Your objective: Print the listing below in full. Alter nothing.

Data extract:
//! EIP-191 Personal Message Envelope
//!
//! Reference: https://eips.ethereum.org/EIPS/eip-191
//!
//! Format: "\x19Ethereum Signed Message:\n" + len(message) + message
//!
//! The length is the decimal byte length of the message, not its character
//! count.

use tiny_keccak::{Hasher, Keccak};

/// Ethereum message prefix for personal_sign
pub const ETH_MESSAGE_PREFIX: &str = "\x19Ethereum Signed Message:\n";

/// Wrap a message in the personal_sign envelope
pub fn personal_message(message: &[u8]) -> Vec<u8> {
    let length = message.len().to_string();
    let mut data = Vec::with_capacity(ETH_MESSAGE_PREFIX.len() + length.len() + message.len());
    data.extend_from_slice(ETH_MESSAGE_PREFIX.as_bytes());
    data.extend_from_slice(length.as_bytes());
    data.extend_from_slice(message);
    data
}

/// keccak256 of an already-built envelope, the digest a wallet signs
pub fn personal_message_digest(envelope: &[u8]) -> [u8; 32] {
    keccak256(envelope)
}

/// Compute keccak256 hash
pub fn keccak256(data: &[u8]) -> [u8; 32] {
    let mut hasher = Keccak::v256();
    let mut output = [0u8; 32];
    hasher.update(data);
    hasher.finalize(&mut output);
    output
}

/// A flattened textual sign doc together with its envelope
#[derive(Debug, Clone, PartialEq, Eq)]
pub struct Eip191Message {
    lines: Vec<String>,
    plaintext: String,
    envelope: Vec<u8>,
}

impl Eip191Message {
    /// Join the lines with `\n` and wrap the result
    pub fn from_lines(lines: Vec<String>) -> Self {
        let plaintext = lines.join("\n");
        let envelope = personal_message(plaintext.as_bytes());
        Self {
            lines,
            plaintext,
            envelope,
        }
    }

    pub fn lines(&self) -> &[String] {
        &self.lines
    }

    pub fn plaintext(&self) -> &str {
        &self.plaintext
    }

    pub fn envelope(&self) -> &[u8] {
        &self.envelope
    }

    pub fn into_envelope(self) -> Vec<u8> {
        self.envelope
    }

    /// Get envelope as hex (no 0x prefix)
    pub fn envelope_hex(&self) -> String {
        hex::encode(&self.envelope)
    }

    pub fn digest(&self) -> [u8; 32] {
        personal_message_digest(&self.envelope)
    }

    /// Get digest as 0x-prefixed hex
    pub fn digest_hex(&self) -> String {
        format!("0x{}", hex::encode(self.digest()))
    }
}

Written reply:
//! EIP-191 Personal Message Envelope
//!
//! Reference: https://eips.ethereum.org/EIPS/eip-191
//!
//! Format: "\x19Ethereum Signed Message:\n" + len(message) + message
//!
//! The length is the decimal byte length of the message, not its character
//! count.

use tiny_keccak::{Hasher, Keccak};

/// Ethereum message prefix for personal_sign
pub const ETH_MESSAGE_PREFIX: &str = "\x19Ethereum Signed Message:\n";

/// Wrap a message in the personal_sign envelope
pub fn personal_message(message: &[u8]) -> Vec<u8> {
    let length = message.len().to_string();
    let mut data = Vec::with_capacity(ETH_MESSAGE_PREFIX.len() + length.len() + message.len());
    data.extend_from_slice(ETH_MESSAGE_PREFIX.as_bytes());
    data.extend_from_slice(length.as_bytes());
    data.extend_from_slice(message);
    data
}

/// keccak256 of an already-built envelope, the digest a wallet signs
pub fn personal_message_digest(envelope: &[u8]) -> [u8; 32] {
    keccak256(envelope)
}

/// Compute keccak256 hash
pub fn keccak256(data: &[u8]) -> [u8; 32] {
    let mut hasher = Keccak::v256();
    let mut output = [0u8; 32];
    hasher.update(data);
    hasher.finalize(&mut output);
    output
}

/// A flattened textual sign doc together with its envelope
#[derive(Debug, Clone, PartialEq, Eq)]
pub struct Eip191Message {
    lines: Vec<String>,
    plaintext: String,
    envelope: Vec<u8>,
}

impl Eip191Message {
    /// Join the lines with `\n` and wrap the result
    pub fn from_lines(lines: Vec<String>) -> Self {
        let plaintext = lines.join("\n");
        let envelope = personal_message(plaintext.as_bytes());
        Self {
            lines,
            plaintext,
            envelope,
        }
    }

    pub fn lines(&self) -> &[String] {
        &self.lines
    }

    pub fn plaintext(&self) -> &str {
        &self.plaintext
    }

    pub fn envelope(&self) -> &[u8] {
        &self.envelope
    }

    pub fn into_envelope(self) -> Vec<u8> {
        self.envelope
    }

    /// Get envelope as hex (no 0x prefix)
    pub fn envelope_hex(&self) -> String {
        hex::encode(&self.envelope)
    }

    pub fn digest(&self) -> [u8; 32] {
        personal_message_digest(&self.envelope)
    }

    /// Get digest as 0x-prefixed hex
    pub fn digest_hex(&self) -> String {
        format!("0x{}", hex::encode(self.digest()))
    }
}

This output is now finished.